Saved entries
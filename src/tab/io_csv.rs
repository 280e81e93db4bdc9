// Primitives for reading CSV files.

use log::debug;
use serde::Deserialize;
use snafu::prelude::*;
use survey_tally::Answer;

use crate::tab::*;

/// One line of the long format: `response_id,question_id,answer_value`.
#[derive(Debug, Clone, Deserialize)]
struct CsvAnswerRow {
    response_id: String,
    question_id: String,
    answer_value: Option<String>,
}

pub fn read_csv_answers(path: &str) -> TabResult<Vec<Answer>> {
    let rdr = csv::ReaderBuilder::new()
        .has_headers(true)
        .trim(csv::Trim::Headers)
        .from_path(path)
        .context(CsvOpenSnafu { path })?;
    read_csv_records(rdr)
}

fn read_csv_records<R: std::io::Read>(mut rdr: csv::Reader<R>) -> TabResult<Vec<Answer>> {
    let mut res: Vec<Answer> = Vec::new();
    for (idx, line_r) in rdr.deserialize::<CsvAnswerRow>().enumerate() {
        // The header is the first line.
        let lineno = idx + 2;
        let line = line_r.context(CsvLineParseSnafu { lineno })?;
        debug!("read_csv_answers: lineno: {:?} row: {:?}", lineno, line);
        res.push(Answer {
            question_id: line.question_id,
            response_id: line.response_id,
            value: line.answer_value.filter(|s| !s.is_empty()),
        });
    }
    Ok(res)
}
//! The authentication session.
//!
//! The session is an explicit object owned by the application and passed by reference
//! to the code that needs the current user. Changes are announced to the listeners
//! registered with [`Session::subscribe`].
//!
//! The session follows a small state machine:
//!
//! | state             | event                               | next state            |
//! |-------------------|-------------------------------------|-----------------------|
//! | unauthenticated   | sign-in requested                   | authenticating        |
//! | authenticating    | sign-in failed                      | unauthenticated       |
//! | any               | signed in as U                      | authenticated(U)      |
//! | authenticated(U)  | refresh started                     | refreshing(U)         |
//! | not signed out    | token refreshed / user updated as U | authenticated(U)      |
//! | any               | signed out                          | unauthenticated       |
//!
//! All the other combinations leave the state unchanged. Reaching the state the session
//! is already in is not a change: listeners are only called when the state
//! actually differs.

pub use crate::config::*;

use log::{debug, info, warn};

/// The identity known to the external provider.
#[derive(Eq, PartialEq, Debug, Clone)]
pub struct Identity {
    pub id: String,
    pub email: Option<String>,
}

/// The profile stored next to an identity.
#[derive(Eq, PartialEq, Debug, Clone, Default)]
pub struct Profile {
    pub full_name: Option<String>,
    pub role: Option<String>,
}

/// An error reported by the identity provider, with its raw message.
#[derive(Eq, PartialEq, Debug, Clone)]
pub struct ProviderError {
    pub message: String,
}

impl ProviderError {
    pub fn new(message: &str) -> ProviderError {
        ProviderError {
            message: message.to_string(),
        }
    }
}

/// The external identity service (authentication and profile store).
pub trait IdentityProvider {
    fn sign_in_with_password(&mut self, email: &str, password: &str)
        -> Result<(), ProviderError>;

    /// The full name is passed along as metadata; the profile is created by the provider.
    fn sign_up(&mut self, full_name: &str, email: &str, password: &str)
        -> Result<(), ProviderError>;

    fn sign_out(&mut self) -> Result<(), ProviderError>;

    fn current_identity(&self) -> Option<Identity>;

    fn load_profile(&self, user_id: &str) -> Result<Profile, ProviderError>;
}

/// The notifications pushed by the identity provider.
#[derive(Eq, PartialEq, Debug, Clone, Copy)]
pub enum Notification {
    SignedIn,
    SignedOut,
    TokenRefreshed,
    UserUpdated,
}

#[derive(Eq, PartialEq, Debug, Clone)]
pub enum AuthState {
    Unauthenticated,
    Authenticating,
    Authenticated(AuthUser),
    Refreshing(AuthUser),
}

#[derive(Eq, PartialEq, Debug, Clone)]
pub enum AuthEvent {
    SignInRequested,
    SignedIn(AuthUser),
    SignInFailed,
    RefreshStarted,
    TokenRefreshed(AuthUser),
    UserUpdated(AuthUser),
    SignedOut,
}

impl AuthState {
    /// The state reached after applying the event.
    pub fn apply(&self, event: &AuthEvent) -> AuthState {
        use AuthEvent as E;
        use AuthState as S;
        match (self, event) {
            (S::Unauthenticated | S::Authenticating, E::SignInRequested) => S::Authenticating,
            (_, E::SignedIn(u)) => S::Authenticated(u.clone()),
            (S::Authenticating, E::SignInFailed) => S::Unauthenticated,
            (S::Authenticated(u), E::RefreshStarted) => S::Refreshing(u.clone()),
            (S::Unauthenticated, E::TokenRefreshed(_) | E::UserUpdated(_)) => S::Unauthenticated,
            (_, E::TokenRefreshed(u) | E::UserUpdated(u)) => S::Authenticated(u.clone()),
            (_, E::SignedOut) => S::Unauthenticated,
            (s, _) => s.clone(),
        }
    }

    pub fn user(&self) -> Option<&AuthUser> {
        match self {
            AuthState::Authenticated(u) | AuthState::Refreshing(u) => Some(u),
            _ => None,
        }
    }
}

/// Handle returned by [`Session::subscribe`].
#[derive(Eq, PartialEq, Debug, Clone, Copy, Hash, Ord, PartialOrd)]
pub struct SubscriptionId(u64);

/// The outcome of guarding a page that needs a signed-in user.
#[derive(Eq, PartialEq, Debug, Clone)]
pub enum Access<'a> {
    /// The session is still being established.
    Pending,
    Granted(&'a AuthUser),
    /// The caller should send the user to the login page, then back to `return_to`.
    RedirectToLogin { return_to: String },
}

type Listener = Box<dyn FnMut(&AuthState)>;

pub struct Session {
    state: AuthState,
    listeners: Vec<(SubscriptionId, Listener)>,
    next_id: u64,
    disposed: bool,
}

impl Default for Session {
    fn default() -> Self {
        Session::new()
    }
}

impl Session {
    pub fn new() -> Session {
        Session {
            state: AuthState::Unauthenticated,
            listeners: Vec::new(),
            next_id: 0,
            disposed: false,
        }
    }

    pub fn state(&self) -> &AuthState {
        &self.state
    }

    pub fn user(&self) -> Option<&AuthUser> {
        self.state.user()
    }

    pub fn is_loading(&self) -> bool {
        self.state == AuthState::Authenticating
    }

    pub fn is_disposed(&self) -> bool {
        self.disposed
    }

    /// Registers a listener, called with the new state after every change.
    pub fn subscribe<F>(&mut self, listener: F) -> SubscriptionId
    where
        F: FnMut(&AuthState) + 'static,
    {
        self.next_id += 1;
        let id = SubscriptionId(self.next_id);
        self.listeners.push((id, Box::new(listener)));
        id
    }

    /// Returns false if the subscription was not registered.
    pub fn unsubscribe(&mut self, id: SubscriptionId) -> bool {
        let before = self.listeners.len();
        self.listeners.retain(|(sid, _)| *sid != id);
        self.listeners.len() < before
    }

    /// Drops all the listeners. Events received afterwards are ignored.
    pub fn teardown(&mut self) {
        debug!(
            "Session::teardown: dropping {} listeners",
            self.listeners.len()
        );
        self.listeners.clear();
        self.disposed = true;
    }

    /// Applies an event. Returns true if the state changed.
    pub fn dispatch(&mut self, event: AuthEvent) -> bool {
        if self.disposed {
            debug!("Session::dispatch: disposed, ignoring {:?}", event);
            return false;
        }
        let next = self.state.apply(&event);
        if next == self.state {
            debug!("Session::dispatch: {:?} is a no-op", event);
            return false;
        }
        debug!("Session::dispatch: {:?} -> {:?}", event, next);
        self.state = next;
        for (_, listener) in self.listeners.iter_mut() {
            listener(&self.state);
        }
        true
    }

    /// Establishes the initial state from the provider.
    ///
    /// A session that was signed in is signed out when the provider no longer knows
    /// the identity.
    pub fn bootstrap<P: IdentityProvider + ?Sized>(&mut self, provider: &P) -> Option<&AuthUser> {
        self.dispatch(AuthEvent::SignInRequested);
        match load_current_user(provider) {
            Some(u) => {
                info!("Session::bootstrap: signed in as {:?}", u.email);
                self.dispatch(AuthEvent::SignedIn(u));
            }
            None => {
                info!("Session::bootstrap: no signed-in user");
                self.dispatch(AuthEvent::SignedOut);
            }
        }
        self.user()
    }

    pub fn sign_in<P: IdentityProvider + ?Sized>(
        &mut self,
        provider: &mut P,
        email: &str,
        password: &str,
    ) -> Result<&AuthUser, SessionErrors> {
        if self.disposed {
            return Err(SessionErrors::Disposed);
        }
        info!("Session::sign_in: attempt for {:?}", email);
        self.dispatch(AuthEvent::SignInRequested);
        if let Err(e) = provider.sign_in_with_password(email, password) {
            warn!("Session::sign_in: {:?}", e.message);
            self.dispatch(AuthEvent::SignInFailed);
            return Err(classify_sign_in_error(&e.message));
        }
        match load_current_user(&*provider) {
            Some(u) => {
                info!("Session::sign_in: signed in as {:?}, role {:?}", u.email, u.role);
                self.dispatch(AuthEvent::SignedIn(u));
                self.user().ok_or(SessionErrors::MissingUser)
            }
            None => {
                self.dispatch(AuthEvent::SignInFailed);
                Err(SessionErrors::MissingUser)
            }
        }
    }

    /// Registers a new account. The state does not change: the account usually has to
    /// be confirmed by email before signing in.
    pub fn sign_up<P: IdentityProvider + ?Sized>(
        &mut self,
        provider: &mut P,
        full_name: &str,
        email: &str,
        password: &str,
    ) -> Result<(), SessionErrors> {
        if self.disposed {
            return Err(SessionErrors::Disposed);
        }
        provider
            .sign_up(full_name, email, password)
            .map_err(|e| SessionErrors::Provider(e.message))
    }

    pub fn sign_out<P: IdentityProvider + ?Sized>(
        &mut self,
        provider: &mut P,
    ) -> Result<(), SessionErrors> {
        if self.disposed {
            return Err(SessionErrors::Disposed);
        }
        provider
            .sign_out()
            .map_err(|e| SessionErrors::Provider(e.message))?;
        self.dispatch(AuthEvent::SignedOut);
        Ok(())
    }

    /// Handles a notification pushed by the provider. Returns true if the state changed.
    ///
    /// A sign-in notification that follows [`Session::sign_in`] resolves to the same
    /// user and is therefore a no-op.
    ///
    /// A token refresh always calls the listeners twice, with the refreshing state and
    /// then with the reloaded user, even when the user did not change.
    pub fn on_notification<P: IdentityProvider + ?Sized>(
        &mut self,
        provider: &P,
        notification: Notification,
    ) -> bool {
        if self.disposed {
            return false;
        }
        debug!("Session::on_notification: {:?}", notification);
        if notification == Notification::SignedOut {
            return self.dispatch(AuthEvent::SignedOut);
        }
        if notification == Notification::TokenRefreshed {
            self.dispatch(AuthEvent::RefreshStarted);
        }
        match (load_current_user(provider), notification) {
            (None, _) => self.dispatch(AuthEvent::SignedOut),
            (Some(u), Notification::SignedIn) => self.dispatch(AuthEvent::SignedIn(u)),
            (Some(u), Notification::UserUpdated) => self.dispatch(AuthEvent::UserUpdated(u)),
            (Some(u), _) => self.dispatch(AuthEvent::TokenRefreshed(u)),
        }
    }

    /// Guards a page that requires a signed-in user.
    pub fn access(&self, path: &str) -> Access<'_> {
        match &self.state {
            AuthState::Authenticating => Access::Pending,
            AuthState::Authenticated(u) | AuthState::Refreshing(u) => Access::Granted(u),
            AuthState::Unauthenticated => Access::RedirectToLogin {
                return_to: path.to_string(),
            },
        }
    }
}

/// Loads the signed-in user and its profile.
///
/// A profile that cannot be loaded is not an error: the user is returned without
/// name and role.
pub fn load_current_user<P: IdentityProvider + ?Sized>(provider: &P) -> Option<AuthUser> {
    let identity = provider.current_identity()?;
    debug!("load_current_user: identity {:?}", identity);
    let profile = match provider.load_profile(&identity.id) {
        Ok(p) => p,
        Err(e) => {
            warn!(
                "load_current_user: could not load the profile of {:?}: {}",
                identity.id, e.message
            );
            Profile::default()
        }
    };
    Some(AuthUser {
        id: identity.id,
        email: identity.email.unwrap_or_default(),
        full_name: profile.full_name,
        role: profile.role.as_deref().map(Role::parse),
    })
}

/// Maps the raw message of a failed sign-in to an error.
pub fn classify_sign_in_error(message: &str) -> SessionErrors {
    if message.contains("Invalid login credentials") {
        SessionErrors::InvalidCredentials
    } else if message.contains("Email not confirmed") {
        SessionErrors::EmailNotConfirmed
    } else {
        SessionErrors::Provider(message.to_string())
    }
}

• EXERCISE AIM
Search the records for the string "SignInRequested" and, wherever a line contains it, please copy that line.

• TASK SOLUTION
    SignInRequested,
            (S::Unauthenticated | S::Authenticating, E::SignInRequested) => S::Authenticating,
        self.dispatch(AuthEvent::SignInRequested);
        self.dispatch(AuthEvent::SignInRequested);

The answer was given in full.